背景。低收入和中等收入国家的癫痫患病率和发病率较高。不受控制的癫痫症极有可能导致残疾、污名化、歧视、侵犯人权和过早死亡。埃塞俄比亚控制缉获的现有研究显示出不一致的结果,需要系统审查和荟萃分析。因此,本综述旨在显示在门诊接受抗癫痫药物治疗的癫痫患者中控制性癫痫发作的汇总流行率。方法. 使用 PubMed/Medline、Science Direct、PsycINFO、Hinnarri 数据库和 Google Scholar 对灰色文献进行了系统的文献检索。使用 Microsoft Excel 准备的结构化格式提取数据并导出到 Stata/MP 16.0 软件进行分析。该检验用于检查具有相应 95% 置信区间 (CI) 的初级研究之间的异质性。结果. 该评价共纳入 23 项主要研究,显示控制性癫痫发作的汇总流行率为 46%(95% CI:35, 56)。对主要研究的亚组分析显示,不同研究区域、年龄组和无癫痫发作期在无癫痫发作程度方面存在相当大的差异。亚的斯亚贝巴的患病率最高 52% (95% CI: 29, 75),儿科患者 77% (95% CI: 71, 83),以及小于 6 个月的无癫痫发作期 58% (95% CI: 32, 83)。
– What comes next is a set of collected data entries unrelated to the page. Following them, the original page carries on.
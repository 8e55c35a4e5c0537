//! Retrieval of calendar exports over HTTP

use std::time::Duration;

use async_trait::async_trait;
use thiserror::Error;
use url::Url;

use crate::ical::IcalParseResult;
use crate::traits::{IcalSource, SourceError};

#[derive(Error, Debug)]
pub enum IcalSourceError {
    #[error("Invalid iCal URL {url:?}: {reason}")]
    InvalidUrl { url: String, reason: String },

    #[error("Failed to fetch iCal feed: HTTP {status}")]
    Fetch { status: u16 },

    #[error("Failed to fetch iCal feed: {0}")]
    Http(#[from] reqwest::Error),

    #[error("iCal parse failed: {0}")]
    Parse(String),
}

/// Decide whether a parse result is worth returning.
///
/// A document that produced errors and no task at all is considered as a failure of the whole source
pub fn check_parse_result(result: IcalParseResult) -> Result<IcalParseResult, IcalSourceError> {
    if result.tasks.is_empty() {
        if let Some(first) = result.errors.first() {
            return Err(IcalSourceError::Parse(first.clone()));
        }
    }
    Ok(result)
}

/// Validate a feed URL. `webcal://` URLs are fetched over HTTPS
pub fn feed_url(raw: &str) -> Result<Url, IcalSourceError> {
    let invalid = |reason: String| IcalSourceError::InvalidUrl { url: raw.to_string(), reason };

    let trimmed = raw.trim();
    let url = match trimmed.strip_prefix("webcal://") {
        Some(rest) => Url::parse(&format!("https://{}", rest)),
        None => Url::parse(trimmed),
    }.map_err(|err| invalid(err.to_string()))?;

    match url.scheme() {
        "http" | "https" => Ok(url),
        other => Err(invalid(format!("unsupported scheme {:?}", other))),
    }
}


/// An [`IcalSource`] that downloads calendar exports, either directly or through a proxy
#[derive(Clone, Debug)]
pub struct HttpIcalSource {
    proxy_url: Option<Url>,
    http: reqwest::Client,
}

impl HttpIcalSource {
    /// Create a source. When `proxy_url` is set, feeds are requested as `<proxy_url>?icalUrl=<feed URL>`
    pub fn new(proxy_url: Option<Url>, timeout: Duration) -> Result<Self, IcalSourceError> {
        let http = reqwest::Client::builder()
            .timeout(timeout)
            .build()?;
        Ok(Self { proxy_url, http })
    }

    /// The URL that is actually requested to get this feed
    pub fn request_url(&self, feed: &Url) -> Url {
        match &self.proxy_url {
            None => feed.clone(),
            Some(proxy) => {
                let mut url = proxy.clone();
                url.query_pairs_mut().append_pair("icalUrl", feed.as_str());
                url
            },
        }
    }

    /// Download the raw content of a feed
    pub async fn fetch(&self, ical_url: &str) -> Result<String, IcalSourceError> {
        let feed = feed_url(ical_url)?;
        let response = self.http
            .get(self.request_url(&feed))
            .send()
            .await?;

        if response.status().is_success() == false {
            return Err(IcalSourceError::Fetch { status: response.status().as_u16() });
        }
        Ok(response.text().await?)
    }
}

#[async_trait]
impl IcalSource for HttpIcalSource {
    async fn ingest(&self, ical_url: &str, user_id: &str) -> Result<IcalParseResult, SourceError> {
        log::debug!("Fetching the iCal feed of user {}", user_id);
        let text = self.fetch(ical_url).await?;
        log::debug!("Fetched {} bytes of iCal data", text.len());

        let result = check_parse_result(crate::ical::parse(&text))?;
        log::info!("Retrieved {} tasks from the iCal feed", result.tasks.len());
        Ok(result)
    }
}
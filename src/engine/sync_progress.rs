//! Utilities to track the progression of a sync

use std::fmt::{Display, Error, Formatter};
use std::sync::Arc;

use crate::task::TaskSource;

/// An event that happens during a sync
#[derive(Clone, Debug, PartialEq)]
pub enum SyncEvent {
    /// Sync has not started
    NotStarted,
    /// Sync has just started but no source is handled yet
    Started,
    /// Sync is in progress.
    InProgress{ source: TaskSource, details: String },
    /// Sync is finished
    Finished{ success: bool, task_count: usize },
}

impl Display for SyncEvent {
    fn fmt(&self, f: &mut Formatter<'_>) -> Result<(), Error> {
        match self {
            SyncEvent::NotStarted => write!(f, "Not started"),
            SyncEvent::Started => write!(f, "Sync has started..."),
            SyncEvent::InProgress{source, details} => write!(f, "[{}] {}...", source.display_name(), details),
            SyncEvent::Finished{success, task_count} => match success {
                true => write!(f, "Sync successfully finished ({} tasks)", task_count),
                false => write!(f, "Sync finished with errors ({} tasks)", task_count),
            }
        }
    }
}

impl Default for SyncEvent {
    fn default() -> Self {
        Self::NotStarted
    }
}



/// See [`feedback_channel`]
pub type FeedbackSender = tokio::sync::watch::Sender<SyncEvent>;
/// See [`feedback_channel`]
pub type FeedbackReceiver = tokio::sync::watch::Receiver<SyncEvent>;

/// Create a feeback channel, that can be used to retrieve the current progress of a sync operation
pub fn feedback_channel() -> (FeedbackSender, FeedbackReceiver) {
    tokio::sync::watch::channel(SyncEvent::default())
}




/// A structure that tracks the progression and the errors that happen during a sync
///
/// Every error or warning is logged, and kept so that it can be reported in the [`SyncResult`](crate::engine::SyncResult)
#[derive(Debug, Default)]
pub struct SyncProgress {
    errors: Vec<String>,
    feedback_channel: Option<Arc<FeedbackSender>>,
}

impl SyncProgress {
    pub fn new() -> Self {
        Self { errors: Vec::new(), feedback_channel: None }
    }
    pub fn new_with_feedback_channel(channel: FeedbackSender) -> Self {
        Self { errors: Vec::new(), feedback_channel: Some(Arc::new(channel)) }
    }

    /// A tracker with no error yet, that reports to the same feedback channel.
    ///
    /// This is used to track concurrent parts of a sync. See [`Self::absorb`]
    pub fn fork(&self) -> Self {
        Self { errors: Vec::new(), feedback_channel: self.feedback_channel.clone() }
    }

    /// Append the errors of a forked tracker (they have been logged already)
    pub fn absorb(&mut self, other: SyncProgress) {
        self.errors.extend(other.errors);
    }

    pub fn is_success(&self) -> bool {
        self.errors.is_empty()
    }

    pub fn errors(&self) -> &[String] {
        &self.errors
    }

    pub fn into_errors(self) -> Vec<String> {
        self.errors
    }

    /// Log an error
    pub fn error(&mut self, text: &str) {
        log::error!("{}", text);
        self.errors.push(text.to_string());
    }
    /// Log a warning
    pub fn warn(&mut self, text: &str) {
        log::warn!("{}", text);
        self.errors.push(text.to_string());
    }
    /// Log an info
    pub fn info(&self, text: &str) {
        log::info!("{}", text);
    }
    /// Log a debug message
    pub fn debug(&self, text: &str) {
        log::debug!("{}", text);
    }
    /// Send an event as a feedback to the listener (if any).
    pub fn feedback(&self, event: SyncEvent) {
        if let Some(sender) = &self.feedback_channel {
            // Nobody listening is fine
            let _ = sender.send(event);
        }
    }
}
另一方面,Tigray 27% (95% CI: 11, 65)、成人患者 43% (95% CI: 32, 54) 和无癫痫发作期为 6 或41% (95% CI: 32, 51)。治疗前癫痫发作频率较高 (2.23, 95% CI: 1.15, 3.31) 和药物不依从性 (2.7, 95% CI: 1.25, 4.结论。在本次审查中,发现控制性癫痫发作的流行率很低。这保证了临床医生应该在常规临床服务中更加关注癫痫患者对癫痫治疗结果的监测和评估以及影响癫痫发作控制的因素。埃塞俄比亚建议使用控制性癫痫的标准化定义,设计识别药物耐药性癫痫及其治疗的策略,并增加药物依从性。审查方案已注册 PROSPERO 注册号 CRD42021215302。